→ EXERCISE OBJECTIVE: Give the records again in full, exactly as they appear.

BEGIN SUPPLIED DATA

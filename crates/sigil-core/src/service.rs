//! The unified node service facade.
//!
//! [`NodeService`] owns the catalog handle, the signature mutator and the
//! live-status source, and exposes the whole query and mutation surface
//! both as typed methods and as a JSON [`Request`] dispatcher.

use crate::{
    config::SigilConfig,
    error::SigilError,
    response::Response,
    view::{AvailabilityView, EntryInfo, LiveStatusSource, NoLiveStatus, SignatureInfo},
    Result,
};

use regex::Regex;
use serde::{Deserialize, Serialize};
use serde_json::{json, Map, Value};
use sigil_catalog::{
    Catalog, CatalogFilter, CatalogHandle, NodeDescriptor, Operation, OperationCategory,
    OperationMatch, ScanError,
};
use sigil_signature::{
    AuthData, CredentialCipher, ReconcileReport, SignatureMutator, SignatureStore,
};
use std::collections::BTreeMap;
use std::sync::Arc;
use tracing::{debug, info, warn};

/// Result of [`NodeService::validate_params`].
#[derive(Debug, Clone, Default, PartialEq, Eq, Serialize)]
pub struct ParamReport {
    pub valid: bool,
    /// Required parameters with no value from params, descriptor or user defaults.
    pub missing: Vec<String>,
    /// Supplied values that do not match the declared pattern.
    pub invalid: Vec<String>,
    /// Supplied names the node does not declare. Warnings only.
    pub unknown: Vec<String>,
}

/// Result of [`NodeService::rebuild_catalog`].
#[derive(Debug, Clone, Serialize)]
pub struct RebuildReport {
    pub nodes: usize,
    pub scan_errors: Vec<ScanError>,
    /// Reconciliation of the default user's signature, when it succeeded.
    pub reconcile: Option<ReconcileReport>,
}

/// JSON request surface. `{"action": "list_nodes", ...}`
#[derive(Debug, Clone, Deserialize)]
#[serde(tag = "action", rename_all = "snake_case")]
pub enum Request {
    ListNodes {
        #[serde(default)]
        category: Option<OperationCategory>,
        #[serde(default)]
        auth_required: bool,
    },
    GetNode {
        node_type: String,
    },
    ListOperations {
        node_type: String,
    },
    SearchOperations {
        query: String,
    },
    GetOperationDetails {
        node_type: String,
        operation: String,
    },
    GetSignatureInfo {
        #[serde(default)]
        user_id: Option<String>,
        #[serde(default)]
        node_type: Option<String>,
    },
    AddNodeToSignature {
        #[serde(default)]
        user_id: Option<String>,
        node_type: String,
        #[serde(default)]
        auth: AuthData,
        #[serde(default)]
        defaults: BTreeMap<String, String>,
        #[serde(default)]
        operations: Option<Vec<String>>,
    },
    RemoveNodeFromSignature {
        #[serde(default)]
        user_id: Option<String>,
        node_type: String,
    },
    UpdateNodeDefaults {
        #[serde(default)]
        user_id: Option<String>,
        node_type: String,
        defaults: BTreeMap<String, String>,
    },
    SetOperations {
        #[serde(default)]
        user_id: Option<String>,
        node_type: String,
        operations: Vec<String>,
    },
    ValidateParams {
        #[serde(default)]
        user_id: Option<String>,
        node_type: String,
        operation: String,
        #[serde(default)]
        params: Map<String, Value>,
    },
    Availability {
        #[serde(default)]
        user_id: Option<String>,
    },
    RebuildCatalog,
}

/// The unified Sigil facade.
///
/// # Example
///
/// ```rust,ignore
/// let service = NodeService::new(SigilConfig::default())?;
///
/// let reply = service
///     .handle_json(r#"{"action": "search_operations", "query": "list"}"#)
///     .await;
/// println!("{}", reply);
/// ```
#[derive(Clone)]
pub struct NodeService {
    config: SigilConfig,
    catalog: CatalogHandle,
    mutator: SignatureMutator,
    live: Arc<dyn LiveStatusSource>,
}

END SUPPLIED DATA

→ YOUR SOLUTION:
filename crates/sigil-core/src/service.rs
//! The unified node service facade.
//!
//! [`NodeService`] owns the catalog handle, the signature mutator and the
//! live-status source, and exposes the whole query and mutation surface
//! both as typed methods and as a JSON [`Request`] dispatcher.

use crate::{
    config::SigilConfig,
    error::SigilError,
    response::Response,
    view::{AvailabilityView, EntryInfo, LiveStatusSource, NoLiveStatus, SignatureInfo},
    Result,
};

use regex::Regex;
use serde::{Deserialize, Serialize};
use serde_json::{json, Map, Value};
use sigil_catalog::{
    Catalog, CatalogFilter, CatalogHandle, NodeDescriptor, Operation, OperationCategory,
    OperationMatch, ScanError,
};
use sigil_signature::{
    AuthData, CredentialCipher, ReconcileReport, SignatureMutator, SignatureStore,
};
use std::collections::BTreeMap;
use std::sync::Arc;
use tracing::{debug, info, warn};

/// Result of [`NodeService::validate_params`].
#[derive(Debug, Clone, Default, PartialEq, Eq, Serialize)]
pub struct ParamReport {
    pub valid: bool,
    /// Required parameters with no value from params, descriptor or user defaults.
    pub missing: Vec<String>,
    /// Supplied values that do not match the declared pattern.
    pub invalid: Vec<String>,
    /// Supplied names the node does not declare. Warnings only.
    pub unknown: Vec<String>,
}

/// Result of [`NodeService::rebuild_catalog`].
#[derive(Debug, Clone, Serialize)]
pub struct RebuildReport {
    pub nodes: usize,
    pub scan_errors: Vec<ScanError>,
    /// Reconciliation of the default user's signature, when it succeeded.
    pub reconcile: Option<ReconcileReport>,
}

/// JSON request surface. `{"action": "list_nodes", ...}`
#[derive(Debug, Clone, Deserialize)]
#[serde(tag = "action", rename_all = "snake_case")]
pub enum Request {
    ListNodes {
        #[serde(default)]
        category: Option<OperationCategory>,
        #[serde(default)]
        auth_required: bool,
    },
    GetNode {
        node_type: String,
    },
    ListOperations {
        node_type: String,
    },
    SearchOperations {
        query: String,
    },
    GetOperationDetails {
        node_type: String,
        operation: String,
    },
    GetSignatureInfo {
        #[serde(default)]
        user_id: Option<String>,
        #[serde(default)]
        node_type: Option<String>,
    },
    AddNodeToSignature {
        #[serde(default)]
        user_id: Option<String>,
        node_type: String,
        #[serde(default)]
        auth: AuthData,
        #[serde(default)]
        defaults: BTreeMap<String, String>,
        #[serde(default)]
        operations: Option<Vec<String>>,
    },
    RemoveNodeFromSignature {
        #[serde(default)]
        user_id: Option<String>,
        node_type: String,
    },
    UpdateNodeDefaults {
        #[serde(default)]
        user_id: Option<String>,
        node_type: String,
        defaults: BTreeMap<String, String>,
    },
    SetOperations {
        #[serde(default)]
        user_id: Option<String>,
        node_type: String,
        operations: Vec<String>,
    },
    ValidateParams {
        #[serde(default)]
        user_id: Option<String>,
        node_type: String,
        operation: String,
        #[serde(default)]
        params: Map<String, Value>,
    },
    Availability {
        #[serde(default)]
        user_id: Option<String>,
    },
    RebuildCatalog,
}

/// The unified Sigil facade.
///
/// # Example
///
/// ```rust,ignore
/// let service = NodeService::new(SigilConfig::default())?;
///
/// let reply = service
///     .handle_json(r#"{"action": "search_operations", "query": "list"}"#)
///     .await;
/// println!("{}", reply);
/// ```
#[derive(Clone)]
pub struct NodeService {
    config: SigilConfig,
    catalog: CatalogHandle,
    mutator: SignatureMutator,
    live: Arc<dyn LiveStatusSource>,
}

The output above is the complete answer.